# In-Depth Pascal's Law Explanation

• Von Neumann
In summary, the conversation discusses the concept of Pascal's Law and its explanation for how pressure is transmitted equally in all directions within a confined incompressible fluid. The question arises as to why this phenomenon occurs and whether it is due to the inherent properties of fluids or can be derived from other principles. The conversation also touches on the idea of pressure being different at different locations within the fluid. Ultimately, the conversation references Wikipedia's definition of Pascal's Law and its role in fluid mechanics.
Von Neumann
Problem:

The general idea makes sense intuitively to me, but most sources I've found cite Pascal's Law merely as scientific fact with not much explanation. What I'm wondering is why pressure applied at one point in a fluid is transmitted undiminished to all other points? Is it a concept due to the inherent properties of fluids that I must simply accept?

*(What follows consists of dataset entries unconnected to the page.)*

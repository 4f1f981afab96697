//! Emergency view: SOS action, fixed contacts, map and map-key settings.

use ratatui::{
    layout::{Constraint, Direction, Layout, Rect},
    style::Color,
    text::{Line, Span},
    widgets::{
        canvas::{Canvas, Map, MapResolution, Points},
        Block, Borders, Paragraph, Wrap,
    },
    Frame,
};
use zeroize::Zeroize;

use crate::config::MapConfig;
use crate::tui::styles::Theme;

/// (service, number)
pub const EMERGENCY_CONTACTS: [(&str, &str); 3] = [
    ("Ambulance", "911"),
    ("Mental Health Helpline", "988"),
    ("Poison Control", "1-800-222-1222"),
];

pub const WHATSAPP_SOS_LINK: &str = "https://wa.me/911";

pub const SOS_TITLE: &str = "Emergency Alert Sent";
pub const SOS_BODY: &str = "Emergency services have been notified of your location.";

/// Emergency screen state: the map-key settings form.
#[derive(Default)]
pub struct EmergencyState {
    pub key_input: String,
    pub editing: bool,
}

impl EmergencyState {
    pub fn input_char(&mut self, c: char) {
        if !c.is_control() {
            self.key_input.push(c);
        }
    }

    pub fn delete_char(&mut self) {
        self.key_input.pop();
    }

    /// Move the typed key out, leaving an empty buffer. The caller wipes it.
    pub fn take_key(&mut self) -> String {
        self.editing = false;
        std::mem::take(&mut self.key_input)
    }

    pub fn cancel(&mut self) {
        self.key_input.zeroize();
        self.editing = false;
    }
}

/// Half-width in degrees of the visible map at a zoom level.
fn half_span(zoom: f64) -> f64 {
    180.0 / 2f64.powf(zoom.max(0.0) - 1.0).max(1.0)
}

/// Render the emergency view.
pub fn render_emergency(f: &mut Frame, area: Rect, state: &EmergencyState, map: &MapConfig) {
    let columns = Layout::default()
        .direction(Direction::Horizontal)
        .constraints([Constraint::Percentage(45), Constraint::Percentage(55)])
        .split(area);

    let left = Layout::default()
        .direction(Direction::Vertical)
        .constraints([
            Constraint::Length(5), // SOS
            Constraint::Length(7), // Contacts
            Constraint::Min(3),    // WhatsApp
        ])
        .split(columns[0]);

    let right = Layout::default()
        .direction(Direction::Vertical)
        .constraints([Constraint::Min(8), Constraint::Length(5)])
        .split(columns[1]);

    render_sos(f, left[0]);
    render_contacts(f, left[1]);
    render_whatsapp(f, left[2]);
    render_map(f, right[0], map);
    render_settings(f, right[1], state, map);
}

fn render_sos(f: &mut Frame, area: Rect) {
    let lines = vec![
        Line::from(Span::styled("   SOS   ", Theme::alarm())),
        Line::from(vec![
            Span::styled("[F10] ", Theme::key_hint()),
            Span::styled("Send emergency alert", Theme::key_desc()),
        ]),
    ];

    let p = Paragraph::new(lines).block(
        Block::default()
            .title(Span::styled(" Emergency SOS ", Theme::danger()))
            .borders(Borders::ALL)
            .border_style(Theme::danger()),
    );
    f.render_widget(p, area);
}

fn render_contacts(f: &mut Frame, area: Rect) {
    let lines: Vec<Line> = EMERGENCY_CONTACTS
        .iter()
        .map(|(service, number)| {
            Line::from(vec![
                Span::styled(format!(" {service:<24}"), Theme::text()),
                Span::styled(*number, Theme::focused()),
            ])
        })
        .collect();

    let p = Paragraph::new(lines).block(
        Block::default()
            .title(Span::styled(" Emergency Contacts ", Theme::subtitle()))
            .borders(Borders::ALL)
            .border_style(Theme::border()),
    );
    f.render_widget(p, area);
}

fn render_whatsapp(f: &mut Frame, area: Rect) {
    let p = Paragraph::new(vec![
        Line::from(Span::styled(" WhatsApp SOS", Theme::success())),
        Line::from(Span::styled(format!(" {WHATSAPP_SOS_LINK}"), Theme::info())),
    ])
    .block(
        Block::default()
            .borders(Borders::ALL)
            .border_style(Theme::border()),
    )
    .wrap(Wrap { trim: false });
    f.render_widget(p, area);
}

fn render_map(f: &mut Frame, area: Rect, map: &MapConfig) {
    let title = format!(" Location │ {} z{} ", map.style, map.zoom);
    let block = Block::default()
        .title(Span::styled(title, Theme::subtitle()))
        .borders(Borders::ALL)
        .border_style(Theme::border());

    if !map.is_enabled() {
        let hint = Paragraph::new(Span::styled(
            " Map unavailable. Add a map API key below.",
            Theme::text_muted(),
        ))
        .block(block);
        f.render_widget(hint, area);
        return;
    }

    let (lon, lat) = map.center;
    let span = half_span(map.zoom);
    let canvas = Canvas::default()
        .block(block)
        .x_bounds([lon - span, lon + span])
        .y_bounds([lat - span / 2.0, lat + span / 2.0])
        .paint(move |ctx| {
            ctx.draw(&Map {
                color: Color::DarkGray,
                resolution: MapResolution::High,
            });
            ctx.layer();
            ctx.draw(&Points {
                coords: &[(lon, lat)],
                color: Theme::DANGER,
            });
        });
    f.render_widget(canvas, area);
}

fn render_settings(f: &mut Frame, area: Rect, state: &EmergencyState, map: &MapConfig) {
    let (border, value) = if state.editing {
        (
            Theme::border_focused(),
            Line::from(vec![
                Span::styled(format!(" {}", "•".repeat(state.key_input.chars().count())), Theme::text()),
                Span::styled("▌", Theme::cursor()),
            ]),
        )
    } else {
        let status = if map.is_enabled() {
            Span::styled(" Key configured", Theme::success())
        } else {
            Span::styled(" No key configured", Theme::text_muted())
        };
        (Theme::border(), Line::from(status))
    };

    let hints = if state.editing {
        Line::from(vec![
            Span::styled(" [Enter] ", Theme::key_hint()),
            Span::styled("Save Key ", Theme::key_desc()),
            Span::styled("[Esc] ", Theme::key_hint()),
            Span::styled("Cancel", Theme::key_desc()),
        ])
    } else {
        Line::from(vec![
            Span::styled(" [Enter] ", Theme::key_hint()),
            Span::styled("Edit API key", Theme::key_desc()),
        ])
    };

    let p = Paragraph::new(vec![value, hints]).block(
        Block::default()
            .title(Span::styled(" Map API Key ", Theme::subtitle()))
            .borders(Borders::ALL)
            .border_style(border),
    );
    f.render_widget(p, area);
}

#[cfg(test)]
mod tests {
    use super::*;

    #[test]
    fn test_take_key_clears_buffer() {
        let mut state = EmergencyState {
            editing: true,
            ..Default::default()
        };
        for c in "pk.abc".chars() {
            state.input_char(c);
        }
        state.input_char('\n');
        let buffer = state.key_input.as_ptr();
        let key = state.take_key();
        assert_eq!(key, "pk.abc");
        assert_eq!(key.as_ptr(), buffer);
        assert!(state.key_input.is_empty());
        assert!(!state.editing);
    }

    #[test]
    fn test_half_span_shrinks_with_zoom() {
        assert!(half_span(9.0) < half_span(3.0));
        assert!((half_span(0.0) - 180.0).abs() < f64::EPSILON);
    }
}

Could probably derive it from conservation of energy and incompressibility of the fluid. Consider two pistons located within the fluid. The difference between work done expanding one and allowing the other to shrink by the same volume must be balanced by the net change in PE of the fluid.

If p were not the same in all directions then a particle would be accelerated in some direction, which doesn't happen.

rude man said:
If p were not the same in all directions then a particle would be accelerated in some direction, which doesn't happen.
I don't think that was the question. It's to do with pressures at different locations, not different directions.

haruspex said:
I don't think that was the question. It's to do with pressures at different locations, not different directions.

Oh yes? "Pascal's law or the principle of transmission of fluid-pressure is a principle in fluid mechanics that states that pressure exerted anywhere in a confined incompressible fluid is transmitted equally in all directions throughout the fluid such that the pressure ratio (initial difference) remains the same.[1"
-wikipedia, italics mine.

If I go deeper I go to a different location where the pressure is not the same, is it ...

## What is Pascal's Law?

Pascal's Law, also known as the Principle of Transmission of Fluid-Pressure, states that when a pressure is applied to a confined fluid, that pressure is transmitted equally and undiminished to every part of the fluid and the walls of the container.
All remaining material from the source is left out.